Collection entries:
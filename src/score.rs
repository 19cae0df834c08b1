//! Scoring: clear table, back-to-back bonus, drop points, level bookkeeping
//!
//! Awarded points do not appear instantly: they sit in a pending pool and the
//! displayed total ticks toward the true total, faster the more is pending.

use std::time::Duration;

/// Lines needed per level-up
const LINES_PER_LEVEL: u64 = 10;
/// Minimum tally animation speed in points per second
const MIN_TALLY_RATE: f64 = 250.0;

/// Type of line clear for scoring
#[derive(Debug, Clone, Copy, PartialEq, Eq)]
pub enum ClearType {
    /// Plain clear of 1-4 lines
    Regular(u8),
    /// Full T-spin with 0-3 lines
    TSpin(u8),
    /// Mini T-spin with 0-2 lines
    MiniTSpin(u8),
}

impl ClearType {
    pub fn lines(&self) -> u8 {
        match *self {
            ClearType::Regular(n) | ClearType::TSpin(n) | ClearType::MiniTSpin(n) => n,
        }
    }
}

/// Points, lines, and level bookkeeping
#[derive(Debug, Clone)]
pub struct Score {
    points: u64,
    /// Portion of `points` already shown; the rest animates in
    displayed: u64,
    tally_carry: f64,
    lines: u64,
    level: u32,
    back_to_back: bool,
}

impl Score {
    pub fn new() -> Self {
        Self {
            points: 0,
            displayed: 0,
            tally_carry: 0.0,
            lines: 0,
            level: 1,
            back_to_back: false,
        }
    }

    pub fn points(&self) -> u64 {
        self.points
    }

    /// Animated total shown to the player
    pub fn displayed_points(&self) -> u64 {
        self.displayed
    }

    pub fn lines(&self) -> u64 {
        self.lines
    }

    pub fn level(&self) -> u32 {
        self.level
    }

    pub fn back_to_back(&self) -> bool {
        self.back_to_back
    }

    /// Score a line clear or spin, updating lines, level, and the
    /// back-to-back flag. Returns the display label for the action.
    pub fn add_clear(&mut self, clear: ClearType) -> String {
        let (base, difficult, name) = match clear {
            ClearType::Regular(1) => (100, false, "Single"),
            ClearType::Regular(2) => (300, false, "Double"),
            ClearType::Regular(3) => (500, false, "Triple"),
            ClearType::Regular(4) => (800, true, "Tetris"),
            ClearType::TSpin(0) => (400, false, "T-Spin"),
            ClearType::TSpin(1) => (400, true, "T-Spin Single"),
            ClearType::TSpin(2) => (1200, true, "T-Spin Double"),
            ClearType::TSpin(3) => (1600, true, "T-Spin Triple"),
            ClearType::MiniTSpin(0) => (100, false, "Mini T-Spin"),
            ClearType::MiniTSpin(1) => (200, true, "Mini T-Spin Single"),
            ClearType::MiniTSpin(2) => (400, true, "Mini T-Spin Double"),
            _ => (0, false, ""),
        };

        let lines = clear.lines() as u64;
        self.lines += lines;
        self.level = (self.lines / LINES_PER_LEVEL) as u32 + 1;

        let mut award = base * self.level as u64;
        let mut bonus_applied = false;
        if difficult && self.back_to_back {
            award = award * 3 / 2;
            bonus_applied = true;
        }

        // Zero-line spins leave the streak untouched; any real clear
        // re-evaluates it
        if lines > 0 || matches!(clear, ClearType::Regular(4)) {
            self.back_to_back = difficult;
        }

        self.points += award;

        if bonus_applied {
            format!("B2B {name}")
        } else {
            name.to_string()
        }
    }

    /// 1 point per cell descended under soft drop
    pub fn add_soft_drop(&mut self, cells: u32) {
        self.points += cells as u64;
    }

    /// 2 points per cell descended under hard drop
    pub fn add_hard_drop(&mut self, cells: u32) {
        self.points += cells as u64 * 2;
    }

    /// Advance the tally animation. The rate is proportional to the pending
    /// amount with a floor of 250 points per second, so large awards roll in
    /// quickly and the display always catches up.
    pub fn update(&mut self, delta: Duration) {
        let pending = self.points - self.displayed;
        if pending == 0 {
            self.tally_carry = 0.0;
            return;
        }
        let rate = (pending as f64).max(MIN_TALLY_RATE);
        let step = rate * delta.as_secs_f64() + self.tally_carry;
        let whole = step as u64;
        self.tally_carry = step - whole as f64;
        self.displayed += whole.min(pending);
    }
}

impl Default for Score {
    fn default() -> Self {
        Self::new()
    }
}
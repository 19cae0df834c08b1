//! Terminal rendering of the scenario with ratatui
//!
//! Pure output: nothing here mutates game state. The layout is a HOLD box on
//! the left, the field in the middle, and the NEXT queue plus score panel on
//! the right, with pause/game-over overlays on top.

use crate::cell::CellColor;
use crate::field::Field;
use crate::scenario::{Scenario, ScenarioState};
use crate::tetromino::{Tetromino, TetrominoKind};
use crate::theme::Theme;
use ratatui::{
    layout::{Alignment, Constraint, Direction, Layout, Rect},
    style::{Color, Style, Stylize},
    text::{Line, Span},
    widgets::{Block, Borders, Clear, Paragraph},
    Frame,
};

const BLOCK: &str = "██";
const GHOST: &str = "░░";
const EMPTY: &str = "  ";

/// Hidden rows drawn above the visible field so spawns peek in from the top
const VISIBLE_BUFFER: usize = 2;

const HOLD_WIDTH: u16 = 12;
const FIELD_WIDTH: u16 = Field::COLUMNS as u16 * 2 + 2;
const SIDE_WIDTH: u16 = 16;
const GAME_WIDTH: u16 = HOLD_WIDTH + FIELD_WIDTH + SIDE_WIDTH;
const GAME_HEIGHT: u16 = (Field::VISIBLE_ROWS + VISIBLE_BUFFER) as u16 + 2;

/// Render the whole game screen
pub fn render(frame: &mut Frame, scenario: &Scenario, theme: &Theme) {
    let area = center_rect(frame.area(), GAME_WIDTH, GAME_HEIGHT);

    let columns = Layout::default()
        .direction(Direction::Horizontal)
        .constraints([
            Constraint::Length(HOLD_WIDTH),
            Constraint::Length(FIELD_WIDTH),
            Constraint::Length(SIDE_WIDTH),
        ])
        .split(area);

    render_hold(frame, columns[0], scenario.held(), theme);
    render_field(frame, columns[1], scenario, theme);
    render_side(frame, columns[2], scenario, theme);

    if scenario.is_paused() {
        render_overlay(frame, area, "PAUSED", Color::Yellow, None);
    } else if scenario.state() == ScenarioState::GameOver {
        let score = format!("{} points", scenario.score().points());
        render_overlay(frame, area, "GAME OVER", Color::Red, Some(&score));
    }
}

fn render_field(frame: &mut Frame, area: Rect, scenario: &Scenario, theme: &Theme) {
    let block = Block::default()
        .title(" BLOCKFALL ")
        .title_alignment(Alignment::Center)
        .borders(Borders::ALL)
        .border_style(Style::default().fg(Color::White));

    let inner = block.inner(area);
    frame.render_widget(block, area);

    let total_rows = Field::VISIBLE_ROWS + VISIBLE_BUFFER;
    let mut lines: Vec<Line> = Vec::with_capacity(total_rows);

    for row in (0..total_rows).rev() {
        let mut spans = Vec::with_capacity(Field::COLUMNS);
        for column in 0..Field::COLUMNS {
            let (text, style) = if let Some(color) =
                piece_cell(scenario.tetromino(), row as i32, column as i32)
            {
                (BLOCK, Style::default().fg(theme.cell_color(color)))
            } else if let Some(color) = piece_cell(scenario.ghost(), row as i32, column as i32) {
                (GHOST, Style::default().fg(theme.ghost_color(color)).dim())
            } else {
                let cell = scenario.field().cell(row, column);
                if cell.is_empty() {
                    (EMPTY, Style::default())
                } else {
                    (BLOCK, Style::default().fg(theme.cell_color(cell.color())))
                }
            };
            spans.push(Span::styled(text, style));
        }
        lines.push(Line::from(spans));
    }

    frame.render_widget(Paragraph::new(lines), inner);
}

/// Color of the piece cell covering (row, column), if any
fn piece_cell(piece: Option<&Tetromino>, row: i32, column: i32) -> Option<CellColor> {
    let piece = piece?;
    piece
        .cells_as_vector()
        .iter()
        .any(|&(c, r)| c == column && r == row)
        .then(|| piece.kind().color())
}

fn render_hold(frame: &mut Frame, area: Rect, held: Option<TetrominoKind>, theme: &Theme) {
    let block = Block::default()
        .title(" HOLD ")
        .title_alignment(Alignment::Center)
        .borders(Borders::ALL)
        .border_style(Style::default().fg(Color::Gray));

    let inner = block.inner(area);
    frame.render_widget(block, area);

    if let Some(kind) = held {
        let preview = Rect {
            height: inner.height.min(3),
            ..inner
        };
        render_mini_piece(frame, preview, kind, theme);
    }
}

fn render_side(frame: &mut Frame, area: Rect, scenario: &Scenario, theme: &Theme) {
    let rows = Layout::default()
        .direction(Direction::Vertical)
        .constraints([Constraint::Length(17), Constraint::Min(7)])
        .split(area);

    render_next_queue(frame, rows[0], scenario, theme);
    render_stats(frame, rows[1], scenario);
}

fn render_next_queue(frame: &mut Frame, area: Rect, scenario: &Scenario, theme: &Theme) {
    let block = Block::default()
        .title(" NEXT ")
        .title_alignment(Alignment::Center)
        .borders(Borders::ALL)
        .border_style(Style::default().fg(Color::Gray));

    let inner = block.inner(area);
    frame.render_widget(block, area);

    let upcoming: Vec<_> = scenario.previews().collect();
    if upcoming.is_empty() {
        return;
    }

    let slots = Layout::default()
        .direction(Direction::Vertical)
        .constraints(vec![Constraint::Length(3); upcoming.len()])
        .split(inner);

    for (slot, kind) in slots.iter().zip(upcoming) {
        render_mini_piece(frame, *slot, kind, theme);
    }
}

/// Small centered preview of a piece in spawn orientation
fn render_mini_piece(frame: &mut Frame, area: Rect, kind: TetrominoKind, theme: &Theme) {
    if area.height < 1 || area.width < 4 {
        return;
    }

    let piece = Tetromino::new(kind);
    let occupied: Vec<(usize, usize)> = (0..Tetromino::SIZE)
        .flat_map(|r| (0..Tetromino::SIZE).map(move |c| (r, c)))
        .filter(|&(r, c)| !piece.cell(r, c).is_empty())
        .collect();

    let min_row = occupied.iter().map(|&(r, _)| r).min().unwrap_or(0);
    let max_row = occupied.iter().map(|&(r, _)| r).max().unwrap_or(0);
    let min_col = occupied.iter().map(|&(_, c)| c).min().unwrap_or(0);
    let max_col = occupied.iter().map(|&(_, c)| c).max().unwrap_or(0);

    let style = Style::default().fg(theme.cell_color(kind.color()));
    let mut lines: Vec<Line> = Vec::new();
    for r in (min_row..=max_row).rev() {
        let mut spans = Vec::new();
        for c in min_col..=max_col {
            if occupied.contains(&(r, c)) {
                spans.push(Span::styled(BLOCK, style));
            } else {
                spans.push(Span::raw(EMPTY));
            }
        }
        lines.push(Line::from(spans));
    }

    let paragraph = Paragraph::new(lines).alignment(Alignment::Center);
    frame.render_widget(paragraph, area);
}

fn render_stats(frame: &mut Frame, area: Rect, scenario: &Scenario) {
    let block = Block::default()
        .borders(Borders::ALL)
        .border_style(Style::default().fg(Color::Gray));

    let inner = block.inner(area);
    frame.render_widget(block, area);

    let score = scenario.score();
    let mut lines = vec![
        Line::from(Span::styled("SCORE", Style::default().fg(Color::Gray))),
        Line::from(Span::styled(
            format!("{}", score.displayed_points()),
            Style::default().fg(Color::Yellow).bold(),
        )),
        Line::raw(""),
        Line::from(Span::styled("LEVEL", Style::default().fg(Color::Gray))),
        Line::from(Span::styled(
            format!("{}", score.level()),
            Style::default().fg(Color::Cyan),
        )),
        Line::raw(""),
        Line::from(Span::styled("LINES", Style::default().fg(Color::Gray))),
        Line::from(Span::styled(
            format!("{}", score.lines()),
            Style::default().fg(Color::Green),
        )),
    ];

    if score.back_to_back() {
        lines.push(Line::raw(""));
        lines.push(Line::from(Span::styled(
            "B2B",
            Style::default().fg(Color::Magenta),
        )));
    }

    if let Some(label) = scenario.last_action_label() {
        lines.push(Line::raw(""));
        lines.push(Line::styled(
            label.to_string(),
            Style::default().fg(Color::Magenta).bold(),
        ));
    }

    frame.render_widget(Paragraph::new(lines), inner);
}

fn render_overlay(frame: &mut Frame, area: Rect, title: &str, color: Color, detail: Option<&str>) {
    let height = if detail.is_some() { 5 } else { 3 };
    let overlay = center_rect(area, 24, height);
    frame.render_widget(Clear, overlay);

    let block = Block::default()
        .borders(Borders::ALL)
        .border_style(Style::default().fg(color));
    let inner = block.inner(overlay);
    frame.render_widget(block, overlay);

    let mut lines = vec![Line::styled(
        title.to_string(),
        Style::default().fg(color).bold(),
    )];
    if let Some(detail) = detail {
        lines.push(Line::raw(""));
        lines.push(Line::styled(
            detail.to_string(),
            Style::default().fg(Color::White),
        ));
    }

    let paragraph = Paragraph::new(lines).alignment(Alignment::Center);
    frame.render_widget(paragraph, inner);
}

fn center_rect(area: Rect, width: u16, height: u16) -> Rect {
    let x = area.x + area.width.saturating_sub(width) / 2;
    let y = area.y + area.height.saturating_sub(height) / 2;
    Rect {
        x,
        y,
        width: width.min(area.width),
        height: height.min(area.height),
    }
}
//! 7-bag randomizer for piece generation
//!
//! All 7 kinds are shuffled into a bag and dealt out before reshuffling, so
//! every window of 7 consecutive draws contains each kind exactly once.

use crate::tetromino::TetrominoKind;
use rand::seq::SliceRandom;
use rand::SeedableRng;
use rand_chacha::ChaCha8Rng;

/// The 7-bag piece randomizer
#[derive(Debug, Clone)]
pub struct TetrominoBag {
    rng: ChaCha8Rng,
    pieces: [TetrominoKind; 7],
    /// Pieces left in the current bag; 0 triggers a reshuffle on `take`
    remaining: usize,
}

impl TetrominoBag {
    pub fn new() -> Self {
        Self::with_seed(rand::random())
    }

    /// Deterministic bag for a known seed
    pub fn with_seed(seed: u64) -> Self {
        Self {
            rng: ChaCha8Rng::seed_from_u64(seed),
            pieces: TetrominoKind::all(),
            remaining: 0,
        }
    }

    /// Draw the next piece, reshuffling when the bag is exhausted
    pub fn take(&mut self) -> TetrominoKind {
        if self.remaining == 0 {
            self.pieces.shuffle(&mut self.rng);
            self.remaining = self.pieces.len();
        }
        self.remaining -= 1;
        self.pieces[self.remaining]
    }
}

impl Default for TetrominoBag {
    fn default() -> Self {
        Self::new()
    }
}

#[cfg(test)]
mod tests {
    use super::*;
    use std::collections::HashSet;

    #[test]
    fn test_every_window_of_seven_is_fair() {
        let mut bag = TetrominoBag::with_seed(42);
        for _ in 0..20 {
            let window: Vec<_> = (0..7).map(|_| bag.take()).collect();
            let unique: HashSet<_> = window.iter().collect();
            assert_eq!(unique.len(), 7, "window repeated a kind: {window:?}");
        }
    }

    #[test]
    fn test_seeded_bags_agree() {
        let mut a = TetrominoBag::with_seed(7);
        let mut b = TetrominoBag::with_seed(7);
        for _ in 0..50 {
            assert_eq!(a.take(), b.take());
        }
    }

    #[test]
    fn test_many_draws_do_not_panic() {
        let mut bag = TetrominoBag::new();
        for _ in 0..1000 {
            let _ = bag.take();
        }
    }
}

● Task description
Report, for the data above, every line in which the string "pending" appears.

● Exercise result
//! Awarded points do not appear instantly: they sit in a pending pool and the
//! displayed total ticks toward the true total, faster the more is pending.
    /// Advance the tally animation. The rate is proportional to the pending
        let pending = self.points - self.displayed;
        if pending == 0 {
        let rate = (pending as f64).max(MIN_TALLY_RATE);
        self.displayed += whole.min(pending);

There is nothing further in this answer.